- [Data for analysis]:
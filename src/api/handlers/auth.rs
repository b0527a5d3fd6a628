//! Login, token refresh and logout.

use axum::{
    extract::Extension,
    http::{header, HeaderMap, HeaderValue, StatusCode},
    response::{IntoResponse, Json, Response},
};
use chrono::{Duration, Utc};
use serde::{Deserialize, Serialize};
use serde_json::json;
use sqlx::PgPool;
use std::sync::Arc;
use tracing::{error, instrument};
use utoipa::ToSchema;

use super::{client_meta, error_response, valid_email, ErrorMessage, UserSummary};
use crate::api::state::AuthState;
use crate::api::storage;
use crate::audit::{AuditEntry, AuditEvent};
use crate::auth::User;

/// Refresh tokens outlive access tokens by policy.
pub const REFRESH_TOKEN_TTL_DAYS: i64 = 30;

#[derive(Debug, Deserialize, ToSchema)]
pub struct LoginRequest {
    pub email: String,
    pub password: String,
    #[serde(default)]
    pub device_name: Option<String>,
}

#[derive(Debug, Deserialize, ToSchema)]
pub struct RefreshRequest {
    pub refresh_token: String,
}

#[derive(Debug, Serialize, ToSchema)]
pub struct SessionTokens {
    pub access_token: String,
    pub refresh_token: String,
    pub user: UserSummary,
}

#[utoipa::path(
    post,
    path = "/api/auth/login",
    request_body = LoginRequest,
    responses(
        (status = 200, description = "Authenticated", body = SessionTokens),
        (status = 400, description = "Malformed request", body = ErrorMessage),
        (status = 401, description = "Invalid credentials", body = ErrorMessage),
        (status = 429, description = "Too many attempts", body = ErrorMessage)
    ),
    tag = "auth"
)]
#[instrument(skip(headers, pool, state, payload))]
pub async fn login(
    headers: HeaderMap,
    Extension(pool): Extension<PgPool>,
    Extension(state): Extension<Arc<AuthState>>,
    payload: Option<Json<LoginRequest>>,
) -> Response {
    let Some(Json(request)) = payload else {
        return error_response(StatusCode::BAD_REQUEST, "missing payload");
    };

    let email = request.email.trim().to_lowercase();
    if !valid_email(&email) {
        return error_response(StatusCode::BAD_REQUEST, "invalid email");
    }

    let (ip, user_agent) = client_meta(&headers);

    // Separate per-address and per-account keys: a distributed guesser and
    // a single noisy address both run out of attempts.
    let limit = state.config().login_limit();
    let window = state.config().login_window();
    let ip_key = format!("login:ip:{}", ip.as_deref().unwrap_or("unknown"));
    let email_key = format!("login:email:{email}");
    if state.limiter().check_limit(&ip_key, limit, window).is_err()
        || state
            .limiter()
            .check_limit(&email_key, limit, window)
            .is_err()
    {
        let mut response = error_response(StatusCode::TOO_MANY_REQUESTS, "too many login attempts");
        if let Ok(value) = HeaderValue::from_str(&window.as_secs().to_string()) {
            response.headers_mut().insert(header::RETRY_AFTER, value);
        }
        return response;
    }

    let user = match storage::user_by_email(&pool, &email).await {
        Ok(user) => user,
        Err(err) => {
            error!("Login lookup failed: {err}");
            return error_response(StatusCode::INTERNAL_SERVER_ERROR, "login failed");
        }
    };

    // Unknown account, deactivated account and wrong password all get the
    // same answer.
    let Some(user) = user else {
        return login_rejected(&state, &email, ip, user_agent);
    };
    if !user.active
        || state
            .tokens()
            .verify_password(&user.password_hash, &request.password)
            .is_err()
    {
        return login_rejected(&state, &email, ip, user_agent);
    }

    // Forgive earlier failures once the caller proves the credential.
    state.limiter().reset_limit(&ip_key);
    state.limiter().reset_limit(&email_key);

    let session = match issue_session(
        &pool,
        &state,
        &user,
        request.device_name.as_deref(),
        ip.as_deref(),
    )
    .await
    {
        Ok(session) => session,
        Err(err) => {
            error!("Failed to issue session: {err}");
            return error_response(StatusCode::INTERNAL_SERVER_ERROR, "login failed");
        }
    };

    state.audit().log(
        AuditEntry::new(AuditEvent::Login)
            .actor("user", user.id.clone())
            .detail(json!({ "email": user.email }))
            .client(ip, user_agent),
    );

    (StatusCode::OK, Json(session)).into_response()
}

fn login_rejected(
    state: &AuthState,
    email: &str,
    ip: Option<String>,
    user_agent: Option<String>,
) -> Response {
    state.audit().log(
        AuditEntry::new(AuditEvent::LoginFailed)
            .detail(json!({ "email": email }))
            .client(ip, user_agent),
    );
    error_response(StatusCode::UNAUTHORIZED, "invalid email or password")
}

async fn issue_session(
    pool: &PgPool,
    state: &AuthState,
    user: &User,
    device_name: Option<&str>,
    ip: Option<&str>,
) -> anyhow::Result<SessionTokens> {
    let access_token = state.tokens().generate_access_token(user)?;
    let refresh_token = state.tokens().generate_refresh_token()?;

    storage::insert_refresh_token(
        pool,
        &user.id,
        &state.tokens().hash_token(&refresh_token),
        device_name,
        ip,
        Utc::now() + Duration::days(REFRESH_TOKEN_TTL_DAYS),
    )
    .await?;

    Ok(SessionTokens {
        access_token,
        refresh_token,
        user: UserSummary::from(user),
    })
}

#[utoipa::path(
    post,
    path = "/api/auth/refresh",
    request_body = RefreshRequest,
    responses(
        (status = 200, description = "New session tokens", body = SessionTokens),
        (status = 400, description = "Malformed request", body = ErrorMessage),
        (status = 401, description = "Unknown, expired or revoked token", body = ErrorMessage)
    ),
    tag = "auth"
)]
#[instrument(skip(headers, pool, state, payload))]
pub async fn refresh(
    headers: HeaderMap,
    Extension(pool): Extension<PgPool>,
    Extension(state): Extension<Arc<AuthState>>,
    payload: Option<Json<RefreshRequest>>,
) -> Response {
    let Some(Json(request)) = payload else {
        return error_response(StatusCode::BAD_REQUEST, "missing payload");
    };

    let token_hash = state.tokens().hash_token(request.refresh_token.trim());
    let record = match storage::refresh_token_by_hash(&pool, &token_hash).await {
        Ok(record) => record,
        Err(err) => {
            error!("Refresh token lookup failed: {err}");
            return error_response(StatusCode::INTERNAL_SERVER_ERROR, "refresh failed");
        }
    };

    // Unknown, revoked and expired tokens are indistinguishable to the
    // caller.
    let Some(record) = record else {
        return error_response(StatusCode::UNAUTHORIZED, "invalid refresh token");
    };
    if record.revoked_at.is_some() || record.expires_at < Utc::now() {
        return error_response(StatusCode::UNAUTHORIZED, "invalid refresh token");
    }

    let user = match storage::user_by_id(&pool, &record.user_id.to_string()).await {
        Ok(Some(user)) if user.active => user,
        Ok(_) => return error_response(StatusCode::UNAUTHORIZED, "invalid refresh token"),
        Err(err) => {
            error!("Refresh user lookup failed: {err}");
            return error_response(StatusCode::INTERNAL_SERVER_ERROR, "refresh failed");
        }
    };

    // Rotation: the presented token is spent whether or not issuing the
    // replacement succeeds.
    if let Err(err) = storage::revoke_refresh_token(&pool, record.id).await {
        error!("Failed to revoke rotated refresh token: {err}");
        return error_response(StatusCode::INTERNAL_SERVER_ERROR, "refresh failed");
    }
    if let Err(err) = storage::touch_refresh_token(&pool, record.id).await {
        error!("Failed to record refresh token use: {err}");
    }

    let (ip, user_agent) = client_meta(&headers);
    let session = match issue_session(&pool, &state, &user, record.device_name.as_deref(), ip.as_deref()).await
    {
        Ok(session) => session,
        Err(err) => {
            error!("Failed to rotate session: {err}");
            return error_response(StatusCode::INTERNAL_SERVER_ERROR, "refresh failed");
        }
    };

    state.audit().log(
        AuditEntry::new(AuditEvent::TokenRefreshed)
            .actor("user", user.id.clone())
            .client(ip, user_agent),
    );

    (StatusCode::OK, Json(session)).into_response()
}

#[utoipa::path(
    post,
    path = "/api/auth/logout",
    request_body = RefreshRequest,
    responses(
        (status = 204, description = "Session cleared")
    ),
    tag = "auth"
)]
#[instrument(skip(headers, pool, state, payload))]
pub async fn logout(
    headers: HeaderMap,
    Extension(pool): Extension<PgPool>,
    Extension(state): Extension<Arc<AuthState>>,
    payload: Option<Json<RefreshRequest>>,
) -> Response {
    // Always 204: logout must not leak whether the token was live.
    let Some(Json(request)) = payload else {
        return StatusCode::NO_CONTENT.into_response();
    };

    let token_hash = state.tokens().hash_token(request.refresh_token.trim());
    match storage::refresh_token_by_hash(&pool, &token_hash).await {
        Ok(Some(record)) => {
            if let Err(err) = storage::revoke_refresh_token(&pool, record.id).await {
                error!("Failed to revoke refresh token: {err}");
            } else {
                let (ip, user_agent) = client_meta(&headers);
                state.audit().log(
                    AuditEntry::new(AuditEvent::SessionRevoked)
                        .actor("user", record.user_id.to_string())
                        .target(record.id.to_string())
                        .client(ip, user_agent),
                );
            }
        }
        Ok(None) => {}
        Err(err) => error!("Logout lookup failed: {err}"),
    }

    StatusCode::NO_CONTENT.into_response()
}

- [Work to complete]: Copy each line of the listing that carries the string "AuditEntry".

- [Exercise response]:
use crate::audit::{AuditEntry, AuditEvent};
        AuditEntry::new(AuditEvent::Login)
        AuditEntry::new(AuditEvent::LoginFailed)
        AuditEntry::new(AuditEvent::TokenRefreshed)
                    AuditEntry::new(AuditEvent::SessionRevoked)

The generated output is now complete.